Возглавляющий их епископ Вьеннский произносит следующую речь:

— Господа, мы с радостью исполняем решение, принятое большинством депутатов духовного сословия в Генеральных штатах. Это присоединение, сегодня имеющее целью лишь совместную проверку полномочий, является знаком и, я могу это сказать, предвестием постоянного союза, который депутаты духовенства желают иметь с представителями других сословий и, в частности, с депутатами коммун.

После проверки полномочий шестнадцати депутатов духовенства заседание Национального собрания завершилось.

Королевское заседание было назначено на 23 июня. Накануне вечером, 22 июня, в тот самый день, когда духовенство присоединилось к третьему сословию, депутаты условились, что, поскольку ассамблее нечего сказать на завтрашнем заседании королю, ее председатель никаких речей произносить не будет.

Как только это решение было принято, Байи получил письмо от хранителя печати, который извещал его о том, что королю угодно, чтобы ассамблея никак не отвечала на его речь.

Как видим, это оказалось весьма кстати.

На заседании 23 июня королевская власть пошла ва-банк. Людовик XVI надеялся, что блеск королевского величия и монархической власти положит конец всяким спорам, остановит посягательства третьего сословия и приведет к закрытию сессии Генеральных штатов.

Различия в положении депутатов трех сословий подчеркивались до самого последнего момента.

Знать и духовенство должны были войти в зал через дверь, выходящую на главный проспект города.

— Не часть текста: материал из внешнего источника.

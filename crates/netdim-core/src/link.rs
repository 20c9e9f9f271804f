//! Point-to-point link budgets: microwave and optical fiber.
//!
//! Both link types have a fixed two-site topology and a fixed cost. The
//! capacity slot of their result carries the link loss, and the extra metric
//! carries the margin over receiver sensitivity.

use crate::constants::{DimensioningConstants, FSPL_CONSTANT_DB};
use crate::numeric::{finite_or_zero, percentage, round_half_up, round_to};
use crate::params::{MicrowaveParams, OpticalParams};
use crate::results::{Capacity, CapacityUnit, ExtraMetric, ResultSet};

/// Free-space path loss in dB for a distance in km and a frequency in MHz.
///
/// Both arguments must be positive.
pub fn free_space_path_loss_db(distance_km: f64, frequency_mhz: f64) -> f64 {
    FSPL_CONSTANT_DB + 20.0 * distance_km.log10() + 20.0 * frequency_mhz.log10()
}

// ============================================================================
// Availability
// ============================================================================

/// Availability tier of a microwave hop, chosen from its margin.
#[derive(Debug, Clone, Copy, PartialEq, Eq)]
#[cfg_attr(feature = "serde", derive(serde::Serialize, serde::Deserialize))]
pub enum AvailabilityTier {
    /// Margin above the high threshold.
    High,
    /// Margin above the standard threshold.
    Standard,
    /// Margin at or below the standard threshold.
    Degraded,
}

impl AvailabilityTier {
    /// Classify a margin against the configured thresholds.
    pub fn classify(margin_db: f64, constants: &DimensioningConstants) -> Self {
        if margin_db > constants.microwave_high_availability_margin_db {
            AvailabilityTier::High
        } else if margin_db > constants.microwave_standard_availability_margin_db {
            AvailabilityTier::Standard
        } else {
            AvailabilityTier::Degraded
        }
    }

    /// Availability of the tier (%).
    pub fn availability_pct(&self, constants: &DimensioningConstants) -> f64 {
        match self {
            AvailabilityTier::High => constants.microwave_high_availability_pct,
            AvailabilityTier::Standard => constants.microwave_standard_availability_pct,
            AvailabilityTier::Degraded => constants.microwave_degraded_availability_pct,
        }
    }

    /// Human-readable description of the tier.
    pub fn description(&self) -> &'static str {
        match self {
            AvailabilityTier::High => "High availability",
            AvailabilityTier::Standard => "Standard availability",
            AvailabilityTier::Degraded => "DEGRADED availability",
        }
    }
}

impl std::fmt::Display for AvailabilityTier {
    fn fmt(&self, f: &mut std::fmt::Formatter<'_>) -> std::fmt::Result {
        write!(f, "{}", self.description())
    }
}

// ============================================================================
// Microwave
// ============================================================================

/// Intermediate quantities of a microwave link budget.
#[derive(Debug, Clone, Copy, PartialEq)]
#[cfg_attr(feature = "serde", derive(serde::Serialize, serde::Deserialize))]
pub struct MicrowaveBreakdown {
    /// Hop length used in the loss formula, after flooring (km).
    pub distance_km: f64,
    /// Frequency used in the loss formula, after flooring and scaling (MHz).
    pub frequency_mhz: f64,
    /// Free-space path loss (dB).
    pub fspl_db: f64,
    /// Power at the receiver input (dBm).
    pub received_power_dbm: f64,
    /// Margin over receiver sensitivity (dB).
    pub margin_db: f64,
    /// Tier derived from the margin.
    pub tier: AvailabilityTier,
    /// Availability of that tier (%).
    pub availability_pct: f64,
}

/// Work through the microwave link budget.
///
/// The same antenna gain is applied at both ends of the hop.
pub fn microwave_breakdown(
    params: &MicrowaveParams,
    constants: &DimensioningConstants,
) -> MicrowaveBreakdown {
    let distance_km = floored(params.distance, constants.microwave_min_distance_km);
    let frequency_ghz = floored(params.frequency, constants.microwave_min_frequency_ghz);
    let frequency_mhz = frequency_ghz * 1000.0;

    let fspl = finite_or_zero(free_space_path_loss_db(distance_km, frequency_mhz));
    let received = finite_or_zero(params.power + params.gain + params.gain - fspl);
    let margin = finite_or_zero(received - constants.microwave_rx_sensitivity_dbm);
    let tier = AvailabilityTier::classify(margin, constants);

    MicrowaveBreakdown {
        distance_km,
        frequency_mhz,
        fspl_db: fspl,
        received_power_dbm: received,
        margin_db: margin,
        tier,
        availability_pct: tier.availability_pct(constants),
    }
}

/// Dimension a microwave link.
pub fn compute_microwave(params: &MicrowaveParams, constants: &DimensioningConstants) -> ResultSet {
    let breakdown = microwave_breakdown(params, constants);
    ResultSet {
        sites: constants.link_site_count,
        capacity: Capacity::new(round_half_up(breakdown.fspl_db), CapacityUnit::DbLoss),
        coverage: percentage(breakdown.availability_pct),
        cost: constants.microwave_link_cost,
        extra: ExtraMetric::Margin(round_to(breakdown.margin_db, 1)),
    }
}

/// Positive floor for a logarithm argument. Non-finite values take the floor.
fn floored(value: f64, floor: f64) -> f64 {
    let floor = if floor.is_finite() && floor > 0.0 { floor } else { f64::MIN_POSITIVE };
    if value.is_finite() && value > floor {
        value
    } else {
        floor
    }
}

// ============================================================================
// Optical
// ============================================================================

/// Intermediate quantities of an optical link budget.
#[derive(Debug, Clone, Copy, PartialEq)]
#[cfg_attr(feature = "serde", derive(serde::Serialize, serde::Deserialize))]
pub struct OpticalBreakdown {
    /// Fiber loss plus connector budget (dB).
    pub total_loss_db: f64,
    /// Power at the receiver input (dBm).
    pub received_power_dbm: f64,
    /// Margin over receiver sensitivity (dB).
    pub margin_db: f64,
    /// Whether the margin is positive.
    pub link_ok: bool,
}

/// Work through the optical link budget.
pub fn optical_breakdown(params: &OpticalParams, constants: &DimensioningConstants) -> OpticalBreakdown {
    let total_loss = finite_or_zero(
        params.distance * params.attenuation + constants.optical_connector_loss_db,
    );
    let received = finite_or_zero(params.power - total_loss);
    let margin = finite_or_zero(received - constants.optical_rx_sensitivity_dbm);

    OpticalBreakdown {
        total_loss_db: total_loss,
        received_power_dbm: received,
        margin_db: margin,
        link_ok: margin > 0.0,
    }
}

/// Dimension an optical link.
pub fn compute_optical(params: &OpticalParams, constants: &DimensioningConstants) -> ResultSet {
    let breakdown = optical_breakdown(params, constants);
    let coverage = if breakdown.link_ok {
        constants.optical_coverage_ok_pct
    } else {
        constants.optical_coverage_degraded_pct
    };

    ResultSet {
        sites: constants.link_site_count,
        capacity: Capacity::new(round_to(breakdown.total_loss_db, 1), CapacityUnit::DbLoss),
        coverage: coverage.min(100),
        cost: constants.optical_link_cost,
        extra: ExtraMetric::Margin(round_to(breakdown.margin_db, 1)),
    }
}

Третье сословие должно было войти туда через дверь, выходящую на улицу Шантье.

Двор заставил себя ждать; это было единственное оставшееся у него средство заставить третье сословие ощутить свое низкое положение; депутаты коммун толпились в узкой галерее, которая через дверь сообщалась с залом королевских заседаний, откуда доносился гул голосов знати и духовенства; однако дверь эта была закрыта, а чересчур тесная галерея могла вместить лишь три пятых всех депутатов, так что остальным пришлось стоять на улице под грозовым дождем.

Байи, выведенный из терпения, постучал в дверь; королевские телохранители приоткрыли ее.

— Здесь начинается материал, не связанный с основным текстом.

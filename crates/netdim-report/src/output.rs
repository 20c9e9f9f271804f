//! Writing export files into an output directory.

use crate::error::ExportResult;
use std::fs;
use std::io::Write;
use std::path::{Path, PathBuf};
use tracing::info;

/// Write `contents` to `dir/file_name`, creating the directory if needed.
pub fn write_output(dir: &Path, file_name: &str, contents: &str) -> ExportResult<PathBuf> {
    fs::create_dir_all(dir)?;
    let path = dir.join(file_name);
    let mut file = fs::File::create(&path)?;
    file.write_all(contents.as_bytes())?;
    info!(path = %path.display(), bytes = contents.len(), "wrote export file");
    Ok(path)
}
//! `netdim` command-line entry point.

use clap::Parser;
use netdim_runner::{execute, Cli};
use std::io::IsTerminal;
use std::process::ExitCode;
use tracing_subscriber::EnvFilter;

fn main() -> ExitCode {
    let cli = Cli::parse();

    let default_level = if cli.verbose { "debug" } else { "warn" };
    let filter = EnvFilter::try_from_default_env().unwrap_or_else(|_| EnvFilter::new(default_level));
    tracing_subscriber::fmt()
        .with_env_filter(filter)
        .with_writer(std::io::stderr)
        .init();

    let stdin = std::io::stdin();
    let interactive = stdin.is_terminal();
    let stdout = std::io::stdout();
    let mut out = stdout.lock();

    match execute(&cli, stdin.lock(), interactive, &mut out) {
        Ok(()) => ExitCode::SUCCESS,
        Err(e) => {
            eprintln!("netdim: {}", e);
            ExitCode::FAILURE
        }
    }
}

— Потерпите, — сказали они, — вам скоро откроют.

Этот ответ был передан Байи коллегам, стоявшим по соседству с ним, и мало-помалу дошел до тех, кто стоял на улице. Бо́льшая часть депутатов сочла его недостаточно вежливым, поднялся ропот; заговорили даже о том, чтобы уйти.

Байи постучал в дверь снова.

Ему открыли во второй раз.

Он попросил позвать главного церемониймейстера.

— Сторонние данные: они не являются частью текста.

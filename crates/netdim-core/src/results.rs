//! Result sets produced by the calculator.

use crate::error::{ParamError, ParamResult};
use crate::numeric::format_number;
use std::str::FromStr;

// ============================================================================
// Capacity
// ============================================================================

/// Unit attached to a capacity figure.
#[derive(Debug, Clone, Copy, PartialEq, Eq, Hash)]
pub enum CapacityUnit {
    /// GSM traffic channels.
    Channels,
    /// Aggregate UMTS throughput.
    Kbps,
    /// Aggregate LTE throughput.
    Mbps,
    /// Link loss, reported in place of a capacity for point-to-point links.
    DbLoss,
}

impl CapacityUnit {
    /// Label printed after the value.
    pub fn label(&self) -> &'static str {
        match self {
            CapacityUnit::Channels => "canaux",
            CapacityUnit::Kbps => "kbps",
            CapacityUnit::Mbps => "Mbps",
            CapacityUnit::DbLoss => "dB pertes",
        }
    }

    fn from_label(label: &str) -> Option<Self> {
        match label {
            "canaux" => Some(CapacityUnit::Channels),
            "kbps" => Some(CapacityUnit::Kbps),
            "Mbps" => Some(CapacityUnit::Mbps),
            "dB pertes" => Some(CapacityUnit::DbLoss),
            _ => None,
        }
    }
}

/// A capacity value with its unit, rendered as e.g. `2432 canaux`.
///
/// Serialized as the rendered label.
#[derive(Debug, Clone, Copy, PartialEq)]
pub struct Capacity {
    /// Numeric value, already rounded.
    pub value: f64,
    /// Unit of the value.
    pub unit: CapacityUnit,
}

impl Capacity {
    /// Create a capacity.
    pub fn new(value: f64, unit: CapacityUnit) -> Self {
        Self { value, unit }
    }
}

impl std::fmt::Display for Capacity {
    fn fmt(&self, f: &mut std::fmt::Formatter<'_>) -> std::fmt::Result {
        write!(f, "{} {}", format_number(self.value), self.unit.label())
    }
}

impl FromStr for Capacity {
    type Err = ParamError;

    fn from_str(s: &str) -> ParamResult<Self> {
        let invalid = || ParamError::InvalidCapacity(s.to_string());
        let (value, unit) = s.trim().split_once(' ').ok_or_else(invalid)?;
        let value: f64 = value.parse().map_err(|_| invalid())?;
        let unit = CapacityUnit::from_label(unit.trim()).ok_or_else(invalid)?;
        Ok(Capacity { value, unit })
    }
}

#[cfg(feature = "serde")]
impl serde::Serialize for Capacity {
    fn serialize<S>(&self, serializer: S) -> Result<S::Ok, S::Error>
    where
        S: serde::Serializer,
    {
        serializer.collect_str(self)
    }
}

#[cfg(feature = "serde")]
impl<'de> serde::Deserialize<'de> for Capacity {
    fn deserialize<D>(deserializer: D) -> Result<Self, D::Error>
    where
        D: serde::Deserializer<'de>,
    {
        let s = String::deserialize(deserializer)?;
        s.parse().map_err(serde::de::Error::custom)
    }
}

// ============================================================================
// Network-specific metric
// ============================================================================

/// The one extra figure each network type reports.
#[derive(Debug, Clone, Copy, PartialEq)]
#[cfg_attr(feature = "serde", derive(serde::Serialize, serde::Deserialize))]
#[cfg_attr(feature = "serde", serde(rename_all = "lowercase"))]
pub enum ExtraMetric {
    /// Busy-hour traffic (Erl), GSM.
    Traffic(f64),
    /// Throughput per user (kbps), UMTS.
    Throughput(f64),
    /// Channel bandwidth (MHz), LTE.
    Bandwidth(f64),
    /// Link margin (dB), microwave and optical.
    Margin(f64),
}

impl ExtraMetric {
    /// Field name of the metric.
    pub fn name(&self) -> &'static str {
        match self {
            ExtraMetric::Traffic(_) => "traffic",
            ExtraMetric::Throughput(_) => "throughput",
            ExtraMetric::Bandwidth(_) => "bandwidth",
            ExtraMetric::Margin(_) => "margin",
        }
    }

    /// Display label.
    pub fn label(&self) -> &'static str {
        match self {
            ExtraMetric::Traffic(_) => "Trafic",
            ExtraMetric::Throughput(_) => "Débit par utilisateur",
            ExtraMetric::Bandwidth(_) => "Largeur de bande",
            ExtraMetric::Margin(_) => "Marge de liaison",
        }
    }

    /// Unit symbol.
    pub fn unit(&self) -> &'static str {
        match self {
            ExtraMetric::Traffic(_) => "Erl",
            ExtraMetric::Throughput(_) => "kbps",
            ExtraMetric::Bandwidth(_) => "MHz",
            ExtraMetric::Margin(_) => "dB",
        }
    }

    /// Numeric value.
    pub fn value(&self) -> f64 {
        match self {
            ExtraMetric::Traffic(v)
            | ExtraMetric::Throughput(v)
            | ExtraMetric::Bandwidth(v)
            | ExtraMetric::Margin(v) => *v,
        }
    }
}

impl std::fmt::Display for ExtraMetric {
    fn fmt(&self, f: &mut std::fmt::Formatter<'_>) -> std::fmt::Result {
        write!(f, "{} {}", format_number(self.value()), self.unit())
    }
}

// ============================================================================
// Result Set
// ============================================================================

/// Dimensioning outcome for one parameter set.
///
/// Always recomputed as a whole; never patched field by field.
#[derive(Debug, Clone, Copy, PartialEq)]
#[cfg_attr(feature = "serde", derive(serde::Serialize, serde::Deserialize))]
pub struct ResultSet {
    /// Number of sites.
    pub sites: u32,
    /// Capacity (or link loss) with its unit.
    pub capacity: Capacity,
    /// Coverage percentage; availability-derived for links.
    pub coverage: u32,
    /// Estimated cost in currency units.
    pub cost: u64,
    /// Network-specific figure.
    #[cfg_attr(feature = "serde", serde(flatten))]
    pub extra: ExtraMetric,
}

Ему ответили, что не знают, где тот находится.

После такого ответа изъявления враждебности усилились; уже не отдельные депутаты заговорили о том, чтобы уйти, а почти все.

Под доносившиеся со всех сторон крики Байи постучал в дверь снова и на этот раз попросил позвать старшего офицера.

Появился герцог де Гиш.

Как известно, его герцогский титул был недавним.

— Сударь, — сказал ему Байи, — у вас есть возможность свободно передвигаться по залу; прошу вас, подойдите к господину де Дрё-Брезе и известите его о том, что депутаты коммун не могут долее оставаться там, где они находятся, и намерены удалиться, если их не впустят внутрь немедленно.

Эти слова были не столько уведомлением, сколько угрозой.

Герцог де Гиш удалился, пообещав передать слова Байи г-ну де Дрё-Брезе.